The 14-3-3 molecule can bind and inhibit pyrin inflammasome activity due to RhoA activity. RhoA regulates pyrin through the activation of serine-threonine kinases, which phosphorylate the serine of pyrin at S208 and S242 and allow the signaling molecule 14-3-3 to bind pyrin. Already mentioned serine-to-arginine substitution at position 242 in pyrin causes the loss of RhoA activity and thus activation of the pyrin inflammasome.
One of the best-known pyrin AIDs is Mevalonate kinase deficiency, which is an enzyme in the cholesterol biosynthesis pathway. This loss/lack of enzyme results in mevalonic aciduria and hyperimmunoglobulinemia D syndrome.

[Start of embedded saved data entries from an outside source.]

//! CLI runner - executes a single request

use crate::cli::commands::{Cli, OutputFormat};
use crate::config::ClientConfig;
use crate::error::{Error, Result, ResultExt};
use crate::http::{Client, FilePart, RequestBody};
use crate::response::SaveOutcome;
use tracing::{debug, info};

/// CLI runner
pub struct Runner {
    cli: Cli,
}

impl Runner {
    /// Create a new runner
    pub fn new(cli: Cli) -> Self {
        Self { cli }
    }

    /// Build the client, send the request and report the result
    pub fn run(&self) -> Result<()> {
        let mut client = self.build_client()?;
        let body = self.build_body()?;

        debug!("Sending {} {}", self.cli.method, self.cli.url);
        let result = client.request(self.cli.method, &self.cli.url, body).clone();
        info!(
            "{} {} -> {} (Content-Length: {})",
            self.cli.method,
            self.cli.url,
            result.status_code,
            result.content_length_display()
        );

        let view = client.response();
        match self.cli.format {
            OutputFormat::Raw => {
                if let Some(text) = view.text() {
                    println!("{text}");
                }
            }
            OutputFormat::Json => println!("{}", view.as_json_text()),
            OutputFormat::Pretty => {
                if let Some(pretty) = view.pretty_json() {
                    println!("{}", pretty?);
                }
            }
        }

        if let Some(path) = &self.cli.output {
            let outcome = view.save_file(path);
            eprintln!("{outcome}");
            if let SaveOutcome::Failed(message) = outcome {
                return Err(Error::Other(message));
            }
        }

        if self.cli.debug {
            eprintln!("{}", client.debug_snapshot());
        }

        match (result.failure, result.transport_error) {
            (Some(kind), Some(message)) => Err(Error::transport(format!("{kind:?}: {message}"))),
            (Some(kind), None) => Err(Error::transport(format!("{kind:?} failure"))),
            _ => Ok(()),
        }
    }

    fn build_client(&self) -> Result<Client> {
        let cli = &self.cli;
        let mut client = match &cli.config {
            Some(path) => ClientConfig::from_file(path)?.build()?,
            None => Client::new(),
        };

        let content_type = cli.content_type.as_deref().unwrap_or("json");
        let accept = cli.accept.as_deref().unwrap_or("json");

        if let Some(token) = &cli.bearer {
            client.bearer(cli.length, content_type, accept, token.as_str());
        } else if let Some(token) = &cli.api_key {
            client.key(cli.length, content_type, accept, token.as_str());
        } else if let Some(token) = &cli.basic {
            client.basic(cli.length, content_type, accept, token.as_str());
        } else if cli.content_type.is_some() || cli.accept.is_some() || cli.length {
            client.negotiate(cli.length, content_type, accept);
        }

        if !cli.headers.is_empty() {
            let headers = cli
                .headers
                .iter()
                .map(|line| parse_pair(line, ':', "header"))
                .collect::<Result<Vec<_>>>()?;
            client.custom_headers(headers);
        }

        if let Some(rate) = &cli.rate_limit {
            let (limit, window) = parse_rate_limit(rate)?;
            client.rate_limit(limit, window);
        }

        Ok(client)
    }

    fn build_body(&self) -> Result<RequestBody> {
        let cli = &self.cli;
        if let Some(data) = &cli.data {
            return Ok(RequestBody::Text(data.clone()));
        }
        if cli.fields.is_empty() && cli.files.is_empty() {
            return Ok(RequestBody::Empty);
        }

        let mut body = RequestBody::fields();
        for field in &cli.fields {
            let (name, value) = parse_pair(field, '=', "field")?;
            body = body.field(name, value);
        }
        for file in &cli.files {
            let (name, path) = parse_pair(file, '=', "file")?;
            let part = FilePart::from_path(&path)
                .with_context(|| format!("Failed to read file '{path}' for field '{name}'"))?;
            body = body.file(name, part);
        }
        Ok(body)
    }
}

/// Split `"name<sep>value"`, trimming both sides. The name must not be empty.
fn parse_pair(input: &str, sep: char, what: &str) -> Result<(String, String)> {
    match input.split_once(sep) {
        Some((name, value)) if !name.trim().is_empty() => {
            Ok((name.trim().to_string(), value.trim().to_string()))
        }
        _ => Err(Error::config(format!(
            "Invalid {what} '{input}': expected name{sep}value"
        ))),
    }
}

/// Parse `"<limit>/<seconds>"`
fn parse_rate_limit(input: &str) -> Result<(u32, u64)> {
    let invalid = || {
        Error::config(format!(
            "Invalid rate limit '{input}': expected <limit>/<seconds>"
        ))
    };
    let (limit, window) = input.split_once('/').ok_or_else(invalid)?;
    let limit = limit.trim().parse().map_err(|_| invalid())?;
    let window = window.trim().parse().map_err(|_| invalid())?;
    Ok((limit, window))
}
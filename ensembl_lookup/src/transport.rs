//! The lookup-service transport abstraction and its HTTP implementation.

use anyhow::{bail, Result};
use reqwest::blocking::Client;
use reqwest::header::CONTENT_TYPE;
use serde::{Deserialize, Serialize};
use std::collections::HashMap;
use std::time::Duration;

/// The Ensembl REST endpoint for id lookup.
pub const ENSEMBL_LOOKUP_URL: &str = "https://rest.ensembl.org/lookup/id";

const REQUEST_TIMEOUT: Duration = Duration::from_secs(60);

/// The fields of one lookup reply record this pipeline consumes. The
/// service returns more (biotype, strand, display name); those are ignored.
#[derive(Debug, Clone, PartialEq, Eq, Serialize, Deserialize)]
pub struct LookupRecord {
    /// Chromosome (sequence region) name.
    pub seq_region_name: Option<String>,
    /// Gene start coordinate.
    pub start: Option<i64>,
    /// Gene end coordinate.
    pub end: Option<i64>,
}

#[derive(Serialize)]
struct LookupRequest<'a> {
    ids: &'a [String],
}

/// One batched lookup call: identifier set in, identifier-keyed records out.
///
/// Implementations may fail; the resolver treats any error as "no data for
/// this batch" and keeps going. Identifiers absent from the returned map are
/// likewise treated as unresolved.
pub trait LookupTransport {
    /// Resolve a batch of identifiers to genomic records.
    fn resolve(&self, ids: &[String]) -> Result<HashMap<String, LookupRecord>>;
}

/// Blocking HTTP transport posting `{"ids": [...]}` to the Ensembl service.
pub struct EnsemblHttpTransport {
    client: Client,
    endpoint: String,
}

impl EnsemblHttpTransport {
    /// Transport against the production Ensembl endpoint.
    pub fn new() -> Result<Self> {
        Self::with_endpoint(ENSEMBL_LOOKUP_URL)
    }

    /// Transport against an alternate endpoint (e.g. a mirror).
    pub fn with_endpoint(endpoint: impl Into<String>) -> Result<Self> {
        let client = Client::builder().timeout(REQUEST_TIMEOUT).build()?;
        Ok(EnsemblHttpTransport {
            client,
            endpoint: endpoint.into(),
        })
    }
}

impl LookupTransport for EnsemblHttpTransport {
    fn resolve(&self, ids: &[String]) -> Result<HashMap<String, LookupRecord>> {
        let response = self
            .client
            .post(&self.endpoint)
            .header(CONTENT_TYPE, "application/json")
            .json(&LookupRequest { ids })
            .send()?;
        let status = response.status();
        if !status.is_success() {
            bail!("lookup service returned {status}");
        }
        // Unknown ids come back as explicit nulls.
        let raw: HashMap<String, Option<LookupRecord>> = response.json()?;
        Ok(flatten_response(raw))
    }
}

fn flatten_response(raw: HashMap<String, Option<LookupRecord>>) -> HashMap<String, LookupRecord> {
    raw.into_iter()
        .filter_map(|(id, record)| Some((id, record?)))
        .collect()
}

#[cfg(test)]
mod test {
    use super::*;

    #[test]
    fn reply_records_tolerate_extra_fields_and_nulls() {
        let payload = r#"{
            "ENSG001": {"seq_region_name": "1", "start": 100, "end": 200,
                        "strand": 1, "biotype": "protein_coding"},
            "ENSG999": null
        }"#;
        let raw: HashMap<String, Option<LookupRecord>> =
            serde_json::from_str(payload).unwrap();
        let records = flatten_response(raw);
        assert_eq!(records.len(), 1);
        assert_eq!(
            records["ENSG001"],
            LookupRecord {
                seq_region_name: Some("1".to_string()),
                start: Some(100),
                end: Some(200),
            }
        );
    }

    #[test]
    fn partial_records_decode_with_absent_fields() {
        let payload = r#"{"ENSG001": {"seq_region_name": "X"}}"#;
        let raw: HashMap<String, Option<LookupRecord>> =
            serde_json::from_str(payload).unwrap();
        let records = flatten_response(raw);
        assert_eq!(records["ENSG001"].start, None);
        assert_eq!(records["ENSG001"].end, None);
    }

    #[test]
    fn request_body_is_an_id_list() {
        let ids = vec!["ENSG001".to_string(), "ENSG002".to_string()];
        let body = serde_json::to_string(&LookupRequest { ids: &ids }).unwrap();
        assert_eq!(body, r#"{"ids":["ENSG001","ENSG002"]}"#);
    }
}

Relopathies (NFkBopathies)
It has been proven that NF-κB is overactivated in cells of the gut mucosa of patients with inflammatory bowel diseases, including Crohn's disease, which is a well known AID. The constitutive activation of NF-κB, not only in CD, is in particular caused by alanine deficiency.NFκB pathway is tightly regulated through multiple posttranslational mechanisms including ubiquitination. Mutations in these regulatory pathways often cause diseases connected with malfunctions of NF-κB. The loss-of-function mutations in HOIL-1L and HOIP, which are subunits of the linear ubiquitin chain assembly complex, result in phenotypes, characterized by immunodeficiency, multi-organ autoinflammation, and elevated NF-κB signaling. Also the hypomorphic mutations in deubiquitinase enzyme OTULIN, results in elevated NF-κB signaling causing an autoinflammatory syndrome. Similarly, patients with high-penetrance heterozygous mutations in the gene encoding A20 display excessive ubiquitination and increased activity of NFκB. Such patients present with Behçet-like characteristics or an autoimmune lymphoproliferative syndrome -like phenotype.